—Dante... ¿eres tú, Dante?
En cuanto la llamada conectó, Vera no pudo contenerse y susurró su nombre con desesperación.
Desde el otro lado de la línea, una voz masculina, áspera y llena de pánico, le respondió de inmediato:
—¡Soy yo, soy yo! ¡No grites, maldita sea! ¿Acaso quieres que me descubran?
—Escúchame bien. Alguien logró sacarme de la cárcel bajo fianza, pero no puedo quedarme ni un minuto más en el país. Si me quedo y me declaran culpable, no volveré a ver la luz del sol en lo que me queda de vida.
Al escuchar eso, el corazón de Vera dio un vuelco.
—Pero... ¿adónde piensas ir? ¿Vas a regresar a Sudamérica?
—¡Sí! ¡Voy a llevarme a mi hijo a Sudamérica ahora mismo!
—Solo allá estaré a salvo. La policía de aquí no podrá tocarme. Esperaré a que las aguas se calmen y luego veré qué hago. Te lo pregunto por última vez, Vera: ¿vas a venir conmigo o no?
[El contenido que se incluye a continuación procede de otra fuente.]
//! United Kingdom public holidays.

use super::{CountryHolidays, SubdivisionInfo};
use crate::holiday_set::HolidaySet;
use wd_core::errors::Result;
use wd_time::{easter_sunday, Date, Weekday};

const ENGLAND: &str = "ENG";
const NORTHERN_IRELAND: &str = "NIR";
const SCOTLAND: &str = "SCT";
const WALES: &str = "WLS";

static SUBDIVISIONS: [SubdivisionInfo; 4] = [
    SubdivisionInfo::new(ENGLAND, &["England"]),
    SubdivisionInfo::new(NORTHERN_IRELAND, &["Northern Ireland"]),
    SubdivisionInfo::new(SCOTLAND, &["Scotland"]),
    SubdivisionInfo::new(WALES, &["Wales"]),
];

/// One-off bank holidays proclaimed for royal and national events.
const SPECIAL_DAYS: [(u16, u8, u8, &str); 9] = [
    (1977, 6, 7, "Silver Jubilee of Elizabeth II"),
    (1981, 7, 29, "Wedding of Charles and Diana"),
    (1999, 12, 31, "Millennium Celebrations"),
    (2002, 6, 3, "Golden Jubilee of Elizabeth II"),
    (2011, 4, 29, "Wedding of William and Catherine"),
    (2012, 6, 5, "Diamond Jubilee of Elizabeth II"),
    (2022, 6, 3, "Platinum Jubilee of Elizabeth II"),
    (2022, 9, 19, "State Funeral of Queen Elizabeth II"),
    (2023, 5, 8, "Coronation of Charles III"),
];

/// United Kingdom bank holidays.
///
/// Country-wide:
/// * New Year's Day (Jan 1, from 1974)
/// * Good Friday
/// * Early May Bank Holiday (1st Mon in May from 1978; May 8 in 1995 and 2020)
/// * Spring Bank Holiday (last Mon in May from 1971; moved in jubilee years)
/// * Christmas Day, Boxing Day
/// * one-off royal holidays
///
/// England, Wales and Northern Ireland add Easter Monday and the Late Summer
/// Bank Holiday (last Mon in Aug). Scotland adds 2 January, the Summer Bank
/// Holiday (1st Mon in Aug) and St Andrew's Day. Northern Ireland adds
/// St Patrick's Day and the Battle of the Boyne.
///
/// A holiday falling on a weekend is observed on the next free weekday.
#[derive(Debug, Clone, Copy, Default)]
pub struct UnitedKingdom;

impl CountryHolidays for UnitedKingdom {
    fn name(&self) -> &'static str {
        "United Kingdom"
    }

    fn identifiers(&self) -> &'static [&'static str] {
        &["GB", "UK", "GBR", "United Kingdom", "Great Britain"]
    }

    fn subdivisions(&self) -> &'static [SubdivisionInfo] {
        &SUBDIVISIONS
    }

    fn populate(&self, year: u16, subdivision: Option<&'static str>, set: &mut HolidaySet) -> Result<()> {
        let scotland = subdivision == Some(SCOTLAND);
        let northern_ireland = subdivision == Some(NORTHERN_IRELAND);
        let outside_scotland = matches!(subdivision, Some(ENGLAND | WALES | NORTHERN_IRELAND));

        let mut movable: Vec<(Date, &str)> = Vec::new();

        if year >= 1974 || scotland {
            movable.push((set.insert_ymd(year, 1, 1, "New Year's Day")?, "New Year's Day"));
        }
        if scotland {
            movable.push((set.insert_ymd(year, 1, 2, "New Year Holiday")?, "New Year Holiday"));
        }
        if northern_ireland {
            movable.push((set.insert_ymd(year, 3, 17, "St Patrick's Day")?, "St Patrick's Day"));
        }

        let easter = easter_sunday(year)?;
        set.insert(easter.add_days(-2)?, "Good Friday");
        if outside_scotland {
            set.insert(easter.add_days(1)?, "Easter Monday");
        }

        if year >= 1978 {
            let may_day = match year {
                1995 | 2020 => Date::from_ymd(year, 5, 8)?,
                _ => Date::nth_weekday(1, Weekday::Monday, year, 5)?,
            };
            set.insert(may_day, "May Day");
        }

        if year >= 1971 {
            let spring = match year {
                1977 => Date::from_ymd(year, 6, 6)?,
                2002 | 2012 => Date::from_ymd(year, 6, 4)?,
                2022 => Date::from_ymd(year, 6, 2)?,
                _ => Date::last_weekday(Weekday::Monday, year, 5)?,
            };
            set.insert(spring, "Spring Bank Holiday");

            if scotland {
                set.insert(
                    Date::nth_weekday(1, Weekday::Monday, year, 8)?,
                    "Summer Bank Holiday",
                );
            } else if outside_scotland {
                set.insert(
                    Date::last_weekday(Weekday::Monday, year, 8)?,
                    "Late Summer Bank Holiday",
                );
            }
        }

        if northern_ireland {
            movable.push((
                set.insert_ymd(year, 7, 12, "Battle of the Boyne")?,
                "Battle of the Boyne",
            ));
        }
        if scotland && year >= 2007 {
            movable.push((set.insert_ymd(year, 11, 30, "St Andrew's Day")?, "St Andrew's Day"));
        }

        movable.push((set.insert_ymd(year, 12, 25, "Christmas Day")?, "Christmas Day"));
        movable.push((set.insert_ymd(year, 12, 26, "Boxing Day")?, "Boxing Day"));

        for (y, m, d, name) in SPECIAL_DAYS {
            if y == year {
                set.insert_ymd(y, m, d, name)?;
            }
        }

        for (date, name) in movable {
            set.observe_next_free_weekday(date, name)?;
        }
        Ok(())
    }
}
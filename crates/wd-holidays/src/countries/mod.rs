//! Built-in country holiday calendars.
//!
//! Each country is a unit struct implementing [`CountryHolidays`]. The
//! calendars list public holidays, not exchange or settlement closures.

use crate::holiday_set::HolidaySet;
use wd_core::errors::Result;

/// Australia and its states and territories.
pub mod australia;
/// Canada and its provinces and territories.
pub mod canada;
/// Turkey.
pub mod turkey;
/// United Kingdom and its four nations.
pub mod united_kingdom;
/// United States and its states.
pub mod united_states;

pub use australia::Australia;
pub use canada::Canada;
pub use turkey::Turkey;
pub use united_kingdom::UnitedKingdom;
pub use united_states::UnitedStates;

/// A subdivision a country calendar knows about.
#[derive(Debug, Clone, Copy, PartialEq, Eq)]
pub struct SubdivisionInfo {
    /// ISO 3166-2 code without the country prefix (e.g. `"ENG"`).
    pub code: &'static str,
    /// Other accepted spellings (e.g. `"England"`).
    pub names: &'static [&'static str],
}

impl SubdivisionInfo {
    pub(crate) const fn new(code: &'static str, names: &'static [&'static str]) -> Self {
        Self { code, names }
    }

    /// Return `true` if `input` names this subdivision.
    pub fn matches(&self, input: &str) -> bool {
        let key = normalize(input);
        normalize(self.code) == key || self.names.iter().any(|n| normalize(n) == key)
    }
}

/// A country's public holiday rules.
pub trait CountryHolidays: std::fmt::Debug + Send + Sync {
    /// English name of the country.
    fn name(&self) -> &'static str;

    /// Identifiers this country answers to: ISO codes and English names.
    fn identifiers(&self) -> &'static [&'static str];

    /// Subdivisions with their own holiday rules. Empty if the country has
    /// none.
    fn subdivisions(&self) -> &'static [SubdivisionInfo];

    /// Add every holiday of `year` to `set`. `subdivision` is a code from
    /// [`CountryHolidays::subdivisions`], or `None` for country-wide
    /// holidays.
    fn populate(&self, year: u16, subdivision: Option<&'static str>, set: &mut HolidaySet) -> Result<()>;

    /// Return `true` if `input` identifies this country.
    fn is_identified_by(&self, input: &str) -> bool {
        let key = normalize(input);
        self.identifiers().iter().any(|id| normalize(id) == key)
    }

    /// Resolve a subdivision code or name to its canonical code.
    fn resolve_subdivision(&self, input: &str) -> Option<&'static str> {
        self.subdivisions()
            .iter()
            .find(|s| s.matches(input))
            .map(|s| s.code)
    }
}

/// Case-fold and drop separators so that `"Northern Ireland"`,
/// `"northern_ireland"` and `"NorthernIreland"` compare equal.
pub(crate) fn normalize(input: &str) -> String {
    input
        .chars()
        .filter(|c| !matches!(c, ' ' | '_' | '-' | '.'))
        .flat_map(char::to_lowercase)
        .collect()
}
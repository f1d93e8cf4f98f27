//! # wd-holidays
//!
//! Public holiday calendars keyed by year, country and subdivision.
//!
//! [`HolidayLookup`] is the capability the working-day calculation depends
//! on. [`BuiltinHolidays`] answers it from the rule-based calendars in
//! [`countries`]; [`FixedHolidays`] answers it from caller-supplied dates.

#![warn(missing_docs)]
#![forbid(unsafe_code)]

// ── Modules ───────────────────────────────────────────────────────────────────

/// The built-in, rule-based provider.
pub mod builtin;

/// Country calendars.
pub mod countries;

/// Provider backed by explicit dates.
pub mod fixed;

/// `HolidaySet`: dates and names of holidays.
pub mod holiday_set;

/// `Jurisdiction` and `Subdivision` keys.
pub mod jurisdiction;

/// The `HolidayLookup` trait.
pub mod lookup;

// ── Convenience re-exports ────────────────────────────────────────────────────

pub use builtin::BuiltinHolidays;
pub use countries::{CountryHolidays, SubdivisionInfo};
pub use fixed::FixedHolidays;
pub use holiday_set::HolidaySet;
pub use jurisdiction::{Jurisdiction, Subdivision};
pub use lookup::HolidayLookup;
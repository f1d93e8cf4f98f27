//! Canada public holidays.

use super::{CountryHolidays, SubdivisionInfo};
use crate::holiday_set::HolidaySet;
use wd_core::errors::Result;
use wd_time::{easter_sunday, Date, Weekday};

static SUBDIVISIONS: [SubdivisionInfo; 13] = [
    SubdivisionInfo::new("AB", &["Alberta"]),
    SubdivisionInfo::new("BC", &["British Columbia"]),
    SubdivisionInfo::new("MB", &["Manitoba"]),
    SubdivisionInfo::new("NB", &["New Brunswick"]),
    SubdivisionInfo::new("NL", &["Newfoundland and Labrador"]),
    SubdivisionInfo::new("NS", &["Nova Scotia"]),
    SubdivisionInfo::new("NT", &["Northwest Territories"]),
    SubdivisionInfo::new("NU", &["Nunavut"]),
    SubdivisionInfo::new("ON", &["Ontario"]),
    SubdivisionInfo::new("PE", &["Prince Edward Island"]),
    SubdivisionInfo::new("QC", &["Quebec"]),
    SubdivisionInfo::new("SK", &["Saskatchewan"]),
    SubdivisionInfo::new("YT", &["Yukon"]),
];

/// Canada public holidays.
///
/// National:
/// * New Year's Day (Jan 1)
/// * Good Friday
/// * Canada Day (Jul 1)
/// * Labour Day (1st Mon in Sep)
/// * Christmas Day (Dec 25)
///
/// Provinces and territories add Family Day and its regional namesakes,
/// Victoria Day, civic holidays, Thanksgiving, Remembrance Day and Boxing
/// Day where they are statutory.
///
/// Weekend holidays are observed on the next free weekday.
#[derive(Debug, Clone, Copy, Default)]
pub struct Canada;

impl CountryHolidays for Canada {
    fn name(&self) -> &'static str {
        "Canada"
    }

    fn identifiers(&self) -> &'static [&'static str] {
        &["CA", "CAN", "Canada"]
    }

    fn subdivisions(&self) -> &'static [SubdivisionInfo] {
        &SUBDIVISIONS
    }

    fn populate(&self, year: u16, subdivision: Option<&'static str>, set: &mut HolidaySet) -> Result<()> {
        let prov = subdivision.unwrap_or_default();
        let mut movable: Vec<(Date, &str)> = Vec::new();

        movable.push((set.insert_ymd(year, 1, 1, "New Year's Day")?, "New Year's Day"));

        // Third Monday of February, under a different name per province
        let february = match prov {
            "AB" if year >= 1990 => Some("Family Day"),
            "SK" if year >= 2007 => Some("Family Day"),
            "ON" if year >= 2008 => Some("Family Day"),
            "NB" if year >= 2018 => Some("Family Day"),
            "BC" if year >= 2019 => Some("Family Day"),
            "MB" if year >= 2008 => Some("Louis Riel Day"),
            "PE" if year >= 2009 => Some("Islander Day"),
            "NS" if year >= 2015 => Some("Heritage Day"),
            _ => None,
        };
        if let Some(name) = february {
            set.insert(Date::nth_weekday(3, Weekday::Monday, year, 2)?, name);
        } else if prov == "BC" && (2013..=2018).contains(&year) {
            set.insert(Date::nth_weekday(2, Weekday::Monday, year, 2)?, "Family Day");
        }

        let easter = easter_sunday(year)?;
        set.insert(easter.add_days(-2)?, "Good Friday");
        if prov == "QC" {
            set.insert(easter.add_days(1)?, "Easter Monday");
        }

        // Monday preceding May 25
        if !matches!(prov, "" | "NB" | "NL" | "NS" | "PE") {
            let victoria = Date::from_ymd(year, 5, 18)?.next_weekday_on_or_after(Weekday::Monday)?;
            let name = if prov == "QC" && year >= 2003 {
                "National Patriots' Day"
            } else {
                "Victoria Day"
            };
            set.insert(victoria, name);
        }

        if prov == "QC" {
            movable.push((
                set.insert_ymd(year, 6, 24, "Saint Jean Baptiste Day")?,
                "Saint Jean Baptiste Day",
            ));
        }
        if prov == "NT" || (prov == "YT" && year >= 2017) {
            set.insert_ymd(year, 6, 21, "National Aboriginal Day")?;
        }

        let canada_day = if year >= 1983 { "Canada Day" } else { "Dominion Day" };
        movable.push((set.insert_ymd(year, 7, 1, canada_day)?, canada_day));

        // First Monday of August
        let august = match prov {
            "BC" => Some("British Columbia Day"),
            "NB" => Some("New Brunswick Day"),
            "SK" => Some("Saskatchewan Day"),
            "NT" | "NU" => Some("Civic Holiday"),
            _ => None,
        };
        if let Some(name) = august {
            set.insert(Date::nth_weekday(1, Weekday::Monday, year, 8)?, name);
        }
        if prov == "YT" {
            set.insert(Date::nth_weekday(3, Weekday::Monday, year, 8)?, "Discovery Day");
        }

        set.insert(Date::nth_weekday(1, Weekday::Monday, year, 9)?, "Labour Day");

        if !matches!(prov, "" | "NB" | "NL" | "NS" | "PE") {
            set.insert(Date::nth_weekday(2, Weekday::Monday, year, 10)?, "Thanksgiving");
        }

        if matches!(prov, "AB" | "BC" | "NB" | "NL" | "NT" | "NU" | "PE" | "SK" | "YT") {
            movable.push((
                set.insert_ymd(year, 11, 11, "Remembrance Day")?,
                "Remembrance Day",
            ));
        }

        movable.push((set.insert_ymd(year, 12, 25, "Christmas Day")?, "Christmas Day"));
        if prov == "ON" {
            movable.push((set.insert_ymd(year, 12, 26, "Boxing Day")?, "Boxing Day"));
        }

        for (date, name) in movable {
            set.observe_next_free_weekday(date, name)?;
        }
        Ok(())
    }
}

#[cfg(test)]
mod tests {
    use super::*;

    fn date(y: u16, m: u8, d: u8) -> Date {
        Date::from_ymd(y, m, d).unwrap()
    }

    fn holidays(year: u16, subdivision: Option<&'static str>) -> HolidaySet {
        let mut set = HolidaySet::new();
        Canada.populate(year, subdivision, &mut set).unwrap();
        set
    }

    #[test]
    fn ontario_2024() {
        let set = holidays(2024, Some("ON"));
        for d in [
            date(2024, 1, 1),
            date(2024, 2, 19),
            date(2024, 3, 29),
            date(2024, 5, 20),
            date(2024, 7, 1),
            date(2024, 9, 2),
            date(2024, 10, 14),
            date(2024, 12, 25),
            date(2024, 12, 26),
        ] {
            assert!(set.contains(d), "{d:?} missing");
        }
        assert!(!set.contains(date(2024, 11, 11)));
    }

    #[test]
    fn victoria_day_is_monday_before_may_25() {
        // 2021-05-24 is a Monday, so it is Victoria Day itself
        assert!(holidays(2021, Some("AB")).contains(date(2021, 5, 24)));
        // 2025-05-25 is a Sunday
        assert!(holidays(2025, Some("AB")).contains(date(2025, 5, 19)));
    }

    #[test]
    fn canada_day_on_sunday_observed_monday() {
        // 2018-07-01 is a Sunday
        assert!(holidays(2018, None).contains(date(2018, 7, 2)));
    }

    #[test]
    fn quebec_names_and_extras() {
        let set = holidays(2024, Some("QC"));
        assert_eq!(set.name(date(2024, 5, 20)), Some("National Patriots' Day"));
        assert!(set.contains(date(2024, 6, 24)));
        assert!(set.contains(date(2024, 4, 1)));
    }
}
Dante la arrinconó con su exigencia.
Vera sintió que el pulso le latía en los oídos.
Si era sincera consigo misma, la idea de convertirse en una fugitiva al lado de Dante no le hacía ninguna gracia.
Estar con él significaba tener dinero de sobra y lujos, pero también implicaba vivir con la muerte respirándole en la nuca. En cualquier momento podrían acabar con ella.
Sin embargo, si decidía quedarse y depender de Diego, lo máximo que conseguiría sería un trabajo mediocre en el Grupo Muñoz. Su protección y sus atenciones hacia ella tenían un límite muy claro.
Antes de que Amaya y Romeo aparecieran, aún conservaba cierto sentido de superioridad.
Pero después de presenciar con sus propios ojos el éxito arrollador de esa pareja, y ver cómo los empleados más veteranos de la empresa trataban a Amaya con tanto respeto y admiración, el golpe de realidad la había dejado humillada y vacía.
En ese momento, su único deseo era que alguien le diera una lección inolvidable a Amaya y a Romeo. Quería verlos caer desde lo más alto, quería que sufrieran, que lo perdieran todo.